> PROBLEM
Under this task are some entries; return every one of them exactly.

> PROVIDED DATA

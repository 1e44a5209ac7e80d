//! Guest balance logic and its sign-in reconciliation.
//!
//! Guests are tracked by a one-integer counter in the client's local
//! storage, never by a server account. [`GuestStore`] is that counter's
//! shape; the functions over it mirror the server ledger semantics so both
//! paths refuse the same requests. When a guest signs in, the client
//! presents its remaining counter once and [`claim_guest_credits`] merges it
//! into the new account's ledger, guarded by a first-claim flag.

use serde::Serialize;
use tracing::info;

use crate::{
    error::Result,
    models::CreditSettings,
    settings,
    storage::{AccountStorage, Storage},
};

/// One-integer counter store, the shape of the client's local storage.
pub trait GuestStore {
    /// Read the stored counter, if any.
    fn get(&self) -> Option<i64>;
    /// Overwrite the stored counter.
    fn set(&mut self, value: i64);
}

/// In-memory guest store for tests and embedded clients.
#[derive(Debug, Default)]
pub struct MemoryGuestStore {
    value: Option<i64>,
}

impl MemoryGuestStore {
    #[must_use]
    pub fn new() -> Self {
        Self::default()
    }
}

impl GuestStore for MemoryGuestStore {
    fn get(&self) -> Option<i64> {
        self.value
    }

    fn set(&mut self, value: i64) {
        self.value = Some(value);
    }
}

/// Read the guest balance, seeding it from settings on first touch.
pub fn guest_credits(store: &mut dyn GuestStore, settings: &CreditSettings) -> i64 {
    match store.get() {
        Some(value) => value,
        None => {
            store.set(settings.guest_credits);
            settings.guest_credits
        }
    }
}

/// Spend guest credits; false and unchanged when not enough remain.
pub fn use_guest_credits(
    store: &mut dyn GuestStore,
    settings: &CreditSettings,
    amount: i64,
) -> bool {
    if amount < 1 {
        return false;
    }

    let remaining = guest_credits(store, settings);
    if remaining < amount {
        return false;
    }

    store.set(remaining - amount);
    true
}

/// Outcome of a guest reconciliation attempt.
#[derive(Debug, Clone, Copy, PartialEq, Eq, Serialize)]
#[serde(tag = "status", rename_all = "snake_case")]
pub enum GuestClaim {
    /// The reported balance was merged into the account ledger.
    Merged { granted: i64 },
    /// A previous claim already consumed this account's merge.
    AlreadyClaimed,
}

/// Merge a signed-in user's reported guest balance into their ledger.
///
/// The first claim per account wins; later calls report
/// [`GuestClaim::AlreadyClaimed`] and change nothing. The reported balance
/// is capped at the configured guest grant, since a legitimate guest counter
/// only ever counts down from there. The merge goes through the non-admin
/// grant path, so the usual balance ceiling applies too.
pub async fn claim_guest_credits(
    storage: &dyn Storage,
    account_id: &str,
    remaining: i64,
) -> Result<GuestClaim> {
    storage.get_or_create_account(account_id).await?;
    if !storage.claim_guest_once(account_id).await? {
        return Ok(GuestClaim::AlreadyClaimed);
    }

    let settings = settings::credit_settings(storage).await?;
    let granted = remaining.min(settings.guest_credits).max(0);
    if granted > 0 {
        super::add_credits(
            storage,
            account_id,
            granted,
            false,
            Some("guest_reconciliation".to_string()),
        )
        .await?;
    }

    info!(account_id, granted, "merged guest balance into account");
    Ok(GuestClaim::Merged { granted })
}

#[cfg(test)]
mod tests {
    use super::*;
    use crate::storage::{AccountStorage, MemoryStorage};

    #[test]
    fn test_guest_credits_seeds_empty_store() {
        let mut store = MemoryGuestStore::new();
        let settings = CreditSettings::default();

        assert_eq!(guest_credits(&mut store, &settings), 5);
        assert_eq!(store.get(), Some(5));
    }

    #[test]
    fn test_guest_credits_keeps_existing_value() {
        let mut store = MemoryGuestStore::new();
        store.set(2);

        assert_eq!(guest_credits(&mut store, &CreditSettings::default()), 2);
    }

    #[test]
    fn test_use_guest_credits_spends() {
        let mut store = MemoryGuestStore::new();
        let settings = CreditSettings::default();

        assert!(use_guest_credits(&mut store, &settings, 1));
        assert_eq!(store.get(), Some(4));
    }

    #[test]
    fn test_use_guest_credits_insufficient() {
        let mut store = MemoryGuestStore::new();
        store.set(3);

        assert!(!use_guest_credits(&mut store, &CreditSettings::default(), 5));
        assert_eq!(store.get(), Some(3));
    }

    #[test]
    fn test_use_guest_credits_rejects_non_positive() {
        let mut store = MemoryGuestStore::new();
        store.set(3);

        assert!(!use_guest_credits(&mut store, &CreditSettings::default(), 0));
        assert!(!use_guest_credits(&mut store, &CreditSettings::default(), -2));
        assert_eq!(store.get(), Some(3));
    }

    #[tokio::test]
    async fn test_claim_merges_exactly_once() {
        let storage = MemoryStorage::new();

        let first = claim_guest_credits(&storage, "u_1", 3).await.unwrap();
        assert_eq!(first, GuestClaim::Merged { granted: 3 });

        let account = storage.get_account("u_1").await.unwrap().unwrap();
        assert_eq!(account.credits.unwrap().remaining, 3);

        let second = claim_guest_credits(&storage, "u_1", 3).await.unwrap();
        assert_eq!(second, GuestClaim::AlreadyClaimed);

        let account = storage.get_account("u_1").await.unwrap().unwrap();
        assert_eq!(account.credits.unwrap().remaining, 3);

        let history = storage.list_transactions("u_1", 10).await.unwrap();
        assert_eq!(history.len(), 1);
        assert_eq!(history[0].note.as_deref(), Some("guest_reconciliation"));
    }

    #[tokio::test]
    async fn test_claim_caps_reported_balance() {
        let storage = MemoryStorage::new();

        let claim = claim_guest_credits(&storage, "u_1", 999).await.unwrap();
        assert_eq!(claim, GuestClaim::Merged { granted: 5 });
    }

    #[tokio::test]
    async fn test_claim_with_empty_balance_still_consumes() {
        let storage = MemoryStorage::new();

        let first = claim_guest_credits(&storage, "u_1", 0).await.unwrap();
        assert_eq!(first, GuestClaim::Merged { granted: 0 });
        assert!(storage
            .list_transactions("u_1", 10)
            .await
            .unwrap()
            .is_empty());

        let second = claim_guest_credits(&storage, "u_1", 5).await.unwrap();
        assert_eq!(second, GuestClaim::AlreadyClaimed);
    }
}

> YOUR SOLUTION
repository 1e44a5209ac7e80d
//! Guest balance logic and its sign-in reconciliation.
//!
//! Guests are tracked by a one-integer counter in the client's local
//! storage, never by a server account. [`GuestStore`] is that counter's
//! shape; the functions over it mirror the server ledger semantics so both
//! paths refuse the same requests. When a guest signs in, the client
//! presents its remaining counter once and [`claim_guest_credits`] merges it
//! into the new account's ledger, guarded by a first-claim flag.

use serde::Serialize;
use tracing::info;

use crate::{
    error::Result,
    models::CreditSettings,
    settings,
    storage::{AccountStorage, Storage},
};

/// One-integer counter store, the shape of the client's local storage.
pub trait GuestStore {
    /// Read the stored counter, if any.
    fn get(&self) -> Option<i64>;
    /// Overwrite the stored counter.
    fn set(&mut self, value: i64);
}

/// In-memory guest store for tests and embedded clients.
#[derive(Debug, Default)]
pub struct MemoryGuestStore {
    value: Option<i64>,
}

impl MemoryGuestStore {
    #[must_use]
    pub fn new() -> Self {
        Self::default()
    }
}

impl GuestStore for MemoryGuestStore {
    fn get(&self) -> Option<i64> {
        self.value
    }

    fn set(&mut self, value: i64) {
        self.value = Some(value);
    }
}

/// Read the guest balance, seeding it from settings on first touch.
pub fn guest_credits(store: &mut dyn GuestStore, settings: &CreditSettings) -> i64 {
    match store.get() {
        Some(value) => value,
        None => {
            store.set(settings.guest_credits);
            settings.guest_credits
        }
    }
}

/// Spend guest credits; false and unchanged when not enough remain.
pub fn use_guest_credits(
    store: &mut dyn GuestStore,
    settings: &CreditSettings,
    amount: i64,
) -> bool {
    if amount < 1 {
        return false;
    }

    let remaining = guest_credits(store, settings);
    if remaining < amount {
        return false;
    }

    store.set(remaining - amount);
    true
}

/// Outcome of a guest reconciliation attempt.
#[derive(Debug, Clone, Copy, PartialEq, Eq, Serialize)]
#[serde(tag = "status", rename_all = "snake_case")]
pub enum GuestClaim {
    /// The reported balance was merged into the account ledger.
    Merged { granted: i64 },
    /// A previous claim already consumed this account's merge.
    AlreadyClaimed,
}

/// Merge a signed-in user's reported guest balance into their ledger.
///
/// The first claim per account wins; later calls report
/// [`GuestClaim::AlreadyClaimed`] and change nothing. The reported balance
/// is capped at the configured guest grant, since a legitimate guest counter
/// only ever counts down from there. The merge goes through the non-admin
/// grant path, so the usual balance ceiling applies too.
pub async fn claim_guest_credits(
    storage: &dyn Storage,
    account_id: &str,
    remaining: i64,
) -> Result<GuestClaim> {
    storage.get_or_create_account(account_id).await?;
    if !storage.claim_guest_once(account_id).await? {
        return Ok(GuestClaim::AlreadyClaimed);
    }

    let settings = settings::credit_settings(storage).await?;
    let granted = remaining.min(settings.guest_credits).max(0);
    if granted > 0 {
        super::add_credits(
            storage,
            account_id,
            granted,
            false,
            Some("guest_reconciliation".to_string()),
        )
        .await?;
    }

    info!(account_id, granted, "merged guest balance into account");
    Ok(GuestClaim::Merged { granted })
}

#[cfg(test)]
mod tests {
    use super::*;
    use crate::storage::{AccountStorage, MemoryStorage};

    #[test]
    fn test_guest_credits_seeds_empty_store() {
        let mut store = MemoryGuestStore::new();
        let settings = CreditSettings::default();

        assert_eq!(guest_credits(&mut store, &settings), 5);
        assert_eq!(store.get(), Some(5));
    }

    #[test]
    fn test_guest_credits_keeps_existing_value() {
        let mut store = MemoryGuestStore::new();
        store.set(2);

        assert_eq!(guest_credits(&mut store, &CreditSettings::default()), 2);
    }

    #[test]
    fn test_use_guest_credits_spends() {
        let mut store = MemoryGuestStore::new();
        let settings = CreditSettings::default();

        assert!(use_guest_credits(&mut store, &settings, 1));
        assert_eq!(store.get(), Some(4));
    }

    #[test]
    fn test_use_guest_credits_insufficient() {
        let mut store = MemoryGuestStore::new();
        store.set(3);

        assert!(!use_guest_credits(&mut store, &CreditSettings::default(), 5));
        assert_eq!(store.get(), Some(3));
    }

    #[test]
    fn test_use_guest_credits_rejects_non_positive() {
        let mut store = MemoryGuestStore::new();
        store.set(3);

        assert!(!use_guest_credits(&mut store, &CreditSettings::default(), 0));
        assert!(!use_guest_credits(&mut store, &CreditSettings::default(), -2));
        assert_eq!(store.get(), Some(3));
    }

    #[tokio::test]
    async fn test_claim_merges_exactly_once() {
        let storage = MemoryStorage::new();

        let first = claim_guest_credits(&storage, "u_1", 3).await.unwrap();
        assert_eq!(first, GuestClaim::Merged { granted: 3 });

        let account = storage.get_account("u_1").await.unwrap().unwrap();
        assert_eq!(account.credits.unwrap().remaining, 3);

        let second = claim_guest_credits(&storage, "u_1", 3).await.unwrap();
        assert_eq!(second, GuestClaim::AlreadyClaimed);

        let account = storage.get_account("u_1").await.unwrap().unwrap();
        assert_eq!(account.credits.unwrap().remaining, 3);

        let history = storage.list_transactions("u_1", 10).await.unwrap();
        assert_eq!(history.len(), 1);
        assert_eq!(history[0].note.as_deref(), Some("guest_reconciliation"));
    }

    #[tokio::test]
    async fn test_claim_caps_reported_balance() {
        let storage = MemoryStorage::new();

        let claim = claim_guest_credits(&storage, "u_1", 999).await.unwrap();
        assert_eq!(claim, GuestClaim::Merged { granted: 5 });
    }

    #[tokio::test]
    async fn test_claim_with_empty_balance_still_consumes() {
        let storage = MemoryStorage::new();

        let first = claim_guest_credits(&storage, "u_1", 0).await.unwrap();
        assert_eq!(first, GuestClaim::Merged { granted: 0 });
        assert!(storage
            .list_transactions("u_1", 10)
            .await
            .unwrap()
            .is_empty());

        let second = claim_guest_credits(&storage, "u_1", 5).await.unwrap();
        assert_eq!(second, GuestClaim::AlreadyClaimed);
    }
}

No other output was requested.